« A tout homme qui a, l’on donnera, mais à celui qui n’a pas, même ce qu’il a lui sera retiré. » (Luc 19 : 11-28)
Cette interprétation va contre la grande majorité des interprétations traditionnelles du texte. La question que tout lecteur, tout interprète doit se poser et à laquelle il doit répondre est : « Est-ce que la punition du troisième serviteur est expression de justice ou non ? » Quand j’ai soumis « parabole des mines Luc » dans un moteur de recherche, les interprétations qui apparaissaient suivaient toutes le modèle conventionnel. Peu avant le sommet pour le climat à Copenhague, une photo a fait le tour du monde. On y voit le président des Maldives, Mohammed Nasheed, avec son gouvernement, assis à table à signer un appel urgent pour la réduction de l’émission de gaz carbonique.

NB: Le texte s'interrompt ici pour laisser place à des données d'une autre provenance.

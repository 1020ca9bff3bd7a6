//! Parse unified diff format (as returned by GitHub API).

use crate::model::{DiffLine, FileDiff, FileStatus, Hunk, LineKind, PullRequestDiff};
use log::debug;
use thiserror::Error;
use unidiff::{Hunk as UnidiffHunk, Line as UnidiffLine, PatchSet, PatchedFile};

const DEV_NULL: &str = "/dev/null";

/// Errors that can occur during diff parsing.
#[derive(Debug, Error)]
pub enum ParseError {
    #[error("Failed to parse diff: {0}")]
    ParseFailed(String),
}

/// Parse a unified diff string into a structured `PullRequestDiff`.
///
/// # Example
/// ```ignore
/// let diff = parse_unified_diff(diff_text, "abc123", "def456")?;
/// println!("Changed files: {}", diff.files.len());
/// ```
pub fn parse_unified_diff(
    diff_text: &str,
    base_sha: impl Into<String>,
    head_sha: impl Into<String>,
) -> Result<PullRequestDiff, ParseError> {
    let mut patch_set = PatchSet::new();
    patch_set
        .parse(diff_text)
        .map_err(|e| ParseError::ParseFailed(e.to_string()))?;

    let mut diff = PullRequestDiff::new(base_sha, head_sha);
    diff.files = patch_set.files().iter().map(parse_patched_file).collect();
    diff.recalculate_totals();

    debug!(
        "Parsed diff: {} files, +{} -{}",
        diff.files.len(),
        diff.total_additions,
        diff.total_deletions
    );
    Ok(diff)
}

fn parse_patched_file(file: &PatchedFile) -> FileDiff {
    let source = clean_path(&file.source_file);
    let target = clean_path(&file.target_file);
    let status = determine_status(&source, &target);

    let path = if status == FileStatus::Deleted {
        source.clone()
    } else {
        target.clone()
    };

    let mut file_diff = FileDiff::new(path);
    file_diff.status = status;
    if status == FileStatus::Renamed {
        file_diff.old_path = Some(source);
    }

    file_diff.hunks = file.hunks().iter().map(parse_hunk).collect();
    file_diff.recalculate_stats();
    file_diff
}

fn parse_hunk(hunk: &UnidiffHunk) -> Hunk {
    let mut parsed = Hunk::with_context(
        hunk.source_start as u32,
        hunk.source_length as u32,
        hunk.target_start as u32,
        hunk.target_length as u32,
        hunk.section_header.trim(),
    );
    parsed.lines = hunk.lines().iter().map(parse_line).collect();
    parsed
}

fn parse_line(line: &UnidiffLine) -> DiffLine {
    let kind = match line.line_type.as_str() {
        "+" => LineKind::Addition,
        "-" => LineKind::Deletion,
        "\\" => LineKind::Empty,
        _ => LineKind::Context,
    };

    if kind == LineKind::Empty {
        // "\ No newline at end of file" carries no file content
        return DiffLine {
            kind,
            content: String::new(),
            old_line: None,
            new_line: None,
            is_expanded: false,
        };
    }

    DiffLine {
        kind,
        content: line.value.trim_end_matches(['\n', '\r']).to_string(),
        old_line: line.source_line_no.map(|n| n as u32),
        new_line: line.target_line_no.map(|n| n as u32),
        is_expanded: false,
    }
}

fn determine_status(source: &str, target: &str) -> FileStatus {
    if source == DEV_NULL || source.is_empty() {
        FileStatus::Added
    } else if target == DEV_NULL || target.is_empty() {
        FileStatus::Deleted
    } else if source != target {
        FileStatus::Renamed
    } else {
        FileStatus::Modified
    }
}

/// Strip the `a/` / `b/` prefixes git puts on diff paths.
fn clean_path(path: &str) -> String {
    let path = path.trim();
    path.strip_prefix("a/")
        .or_else(|| path.strip_prefix("b/"))
        .unwrap_or(path)
        .to_string()
}

#[cfg(test)]
mod tests {
    use super::*;
    use pretty_assertions::assert_eq;

    const SAMPLE_DIFF: &str = r#"diff --git a/src/main.rs b/src/main.rs
index abc123..def456 100644
--- a/src/main.rs
+++ b/src/main.rs
@@ -1,3 +1,4 @@ fn main()
 fn main() {
     println!("Hello");
+    println!("World");
 }
diff --git a/src/lib.rs b/src/lib.rs
index 111222..333444 100644
--- a/src/lib.rs
+++ b/src/lib.rs
@@ -10,5 +10,4 @@ impl Foo {
 impl Foo {
     fn bar(&self) {
-        // old comment
         self.do_thing();
     }
"#;

    #[test]
    fn test_parse_simple_diff() {
        let diff = parse_unified_diff(SAMPLE_DIFF, "abc", "def").unwrap();

        assert_eq!(diff.files.len(), 2);
        assert_eq!(diff.total_additions, 1);
        assert_eq!(diff.total_deletions, 1);

        let file1 = &diff.files[0];
        assert_eq!(file1.path, "src/main.rs");
        assert_eq!(file1.status, FileStatus::Modified);
        assert_eq!(file1.hunks.len(), 1);

        let hunk = &file1.hunks[0];
        assert_eq!((hunk.old_start, hunk.new_start), (1, 1));
        assert_eq!(hunk.section, "fn main()");
        assert_eq!(hunk.header, "@@ -1,3 +1,4 @@ fn main()");

        let file2 = &diff.files[1];
        assert_eq!(file2.path, "src/lib.rs");
        assert_eq!((file2.additions, file2.deletions), (0, 1));
    }

    #[test]
    fn test_parse_new_file() {
        let diff = r#"diff --git a/new_file.rs b/new_file.rs
new file mode 100644
index 0000000..abc1234
--- /dev/null
+++ b/new_file.rs
@@ -0,0 +1,3 @@
+fn new_function() {
+    // new code
+}
"#;

        let parsed = parse_unified_diff(diff, "base", "head").unwrap();
        assert_eq!(parsed.files.len(), 1);
        assert_eq!(parsed.files[0].status, FileStatus::Added);
        assert_eq!(parsed.files[0].additions, 3);
        assert_eq!(parsed.files[0].old_path, None);
    }

    #[test]
    fn test_deleted_file_keeps_source_path() {
        let diff = r#"diff --git a/old_file.rs b/old_file.rs
deleted file mode 100644
index abc1234..0000000
--- a/old_file.rs
+++ /dev/null
@@ -1,3 +0,0 @@
-fn old_function() {
-    // old code
-}
"#;

        let parsed = parse_unified_diff(diff, "base", "head").unwrap();
        let file = &parsed.files[0];
        assert_eq!(file.status, FileStatus::Deleted);
        assert_eq!(file.path, "old_file.rs");
        assert_eq!(file.deletions, 3);
        assert!(!file.is_expandable());
    }

    #[test]
    fn test_parse_renamed_file() {
        let diff = r#"diff --git a/old_name.rs b/new_name.rs
similarity index 95%
rename from old_name.rs
rename to new_name.rs
index abc123..def456 100644
--- a/old_name.rs
+++ b/new_name.rs
@@ -1,3 +1,3 @@
 fn example() {
-    // old
+    // new
 }
"#;

        let parsed = parse_unified_diff(diff, "base", "head").unwrap();
        let file = &parsed.files[0];
        assert_eq!(file.path, "new_name.rs");
        assert_eq!(file.old_path, Some("old_name.rs".to_string()));
        assert_eq!(file.status, FileStatus::Renamed);
    }

    #[test]
    fn test_clean_path() {
        assert_eq!(clean_path("a/src/main.rs"), "src/main.rs");
        assert_eq!(clean_path("b/src/main.rs"), "src/main.rs");
        assert_eq!(clean_path("src/main.rs"), "src/main.rs");
        assert_eq!(clean_path("/dev/null"), "/dev/null");
    }

    #[test]
    fn test_line_numbers() {
        let diff = parse_unified_diff(SAMPLE_DIFF, "base", "head").unwrap();
        let hunk = &diff.files[0].hunks[0];

        assert_eq!(hunk.lines[0].kind, LineKind::Context);
        assert_eq!(hunk.lines[0].content, "fn main() {");
        assert_eq!(hunk.lines[0].old_line, Some(1));
        assert_eq!(hunk.lines[0].new_line, Some(1));

        let addition = hunk
            .lines
            .iter()
            .find(|l| l.kind == LineKind::Addition)
            .unwrap();
        assert_eq!(addition.old_line, None);
        assert_eq!(addition.new_line, Some(3));
    }
}
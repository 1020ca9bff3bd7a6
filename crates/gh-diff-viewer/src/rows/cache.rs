use super::{DisplayMode, HunkRows, LineParser};
use crate::highlight::SyntaxHighlighter;
use crate::model::Hunk;
use std::collections::hash_map::DefaultHasher;
use std::collections::HashMap;
use std::hash::{Hash, Hasher};
use std::sync::Arc;

/// Default number of cached hunks.
pub const DEFAULT_ROW_CACHE_SIZE: usize = 512;

/// Key for a hunk's rows: header, lines, language and mode.
pub fn fingerprint(hunk: &Hunk, language: &str, mode: DisplayMode) -> u64 {
    let mut hasher = DefaultHasher::new();
    hunk.hash(&mut hasher);
    language.hash(&mut hasher);
    mode.hash(&mut hasher);
    hasher.finish()
}

/// Memoized rows per hunk fingerprint.
///
/// When full, a fifth of the entries is dropped before inserting.
#[derive(Debug, Clone)]
pub struct RowCache {
    entries: HashMap<u64, Arc<HunkRows>>,
    max_size: usize,
}

impl Default for RowCache {
    fn default() -> Self {
        Self::new(DEFAULT_ROW_CACHE_SIZE)
    }
}

impl RowCache {
    pub fn new(max_size: usize) -> Self {
        Self {
            entries: HashMap::new(),
            max_size: max_size.max(1),
        }
    }

    /// Cached rows for `hunk`, building them with `parser` on a miss.
    pub fn get_or_build(
        &mut self,
        hunk: &Hunk,
        language: &str,
        parser: &dyn LineParser,
        highlighter: &dyn SyntaxHighlighter,
    ) -> Arc<HunkRows> {
        let key = fingerprint(hunk, language, parser.mode());
        if let Some(rows) = self.entries.get(&key) {
            return Arc::clone(rows);
        }

        let rows = Arc::new(parser.parse(hunk, language, highlighter));

        if self.entries.len() >= self.max_size {
            let to_remove = (self.max_size / 5).max(1);
            let keys: Vec<u64> = self.entries.keys().take(to_remove).copied().collect();
            for key in keys {
                self.entries.remove(&key);
            }
        }
        self.entries.insert(key, Arc::clone(&rows));
        rows
    }

    pub fn len(&self) -> usize {
        self.entries.len()
    }

    pub fn is_empty(&self) -> bool {
        self.entries.is_empty()
    }

    pub fn clear(&mut self) {
        self.entries.clear();
    }
}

Ce qui est spectaculaire : la réunion se tient sous l’eau, tous les ministres portent une combinaison de plongée, au lieu des déclarations pathétiques, des bulles d’air montent à la surface, on voit les yeux agrandis derrières les masques de plongée.
À la question : « Que va-t-il arriver si le sommet de Copenhague échoue ? Le président Nasheed a répondu de manière sèche : « Nous allons tous mourir. »
Il faut du courage ou plutôt de l’aveuglement pour dire que Copenhague aura été un succès. On cherche beaucoup d’explications pour camoufler le simple fait qu’il est trop pénible pour les nations riches de changer leur manière de vivre. Le gaspillage et l’exploitation des ressources sont trop confortables – et ce seront, de toute façon, les autres qui en paieront les frais.
Pour les pauvres des Maldives, de la Polynésie, du Congo les changements climatiques ne sont pas une théorie à discuter. Ils ont déjà des effets directs sur ce qu’ils peuvent ou ne peuvent pas manger, s’ils peuvent espérer gagner encore leur pain de chaque jour par leur travail. Pour certains, il y a même la question de leur espace vital : continuera-t-il à exister ?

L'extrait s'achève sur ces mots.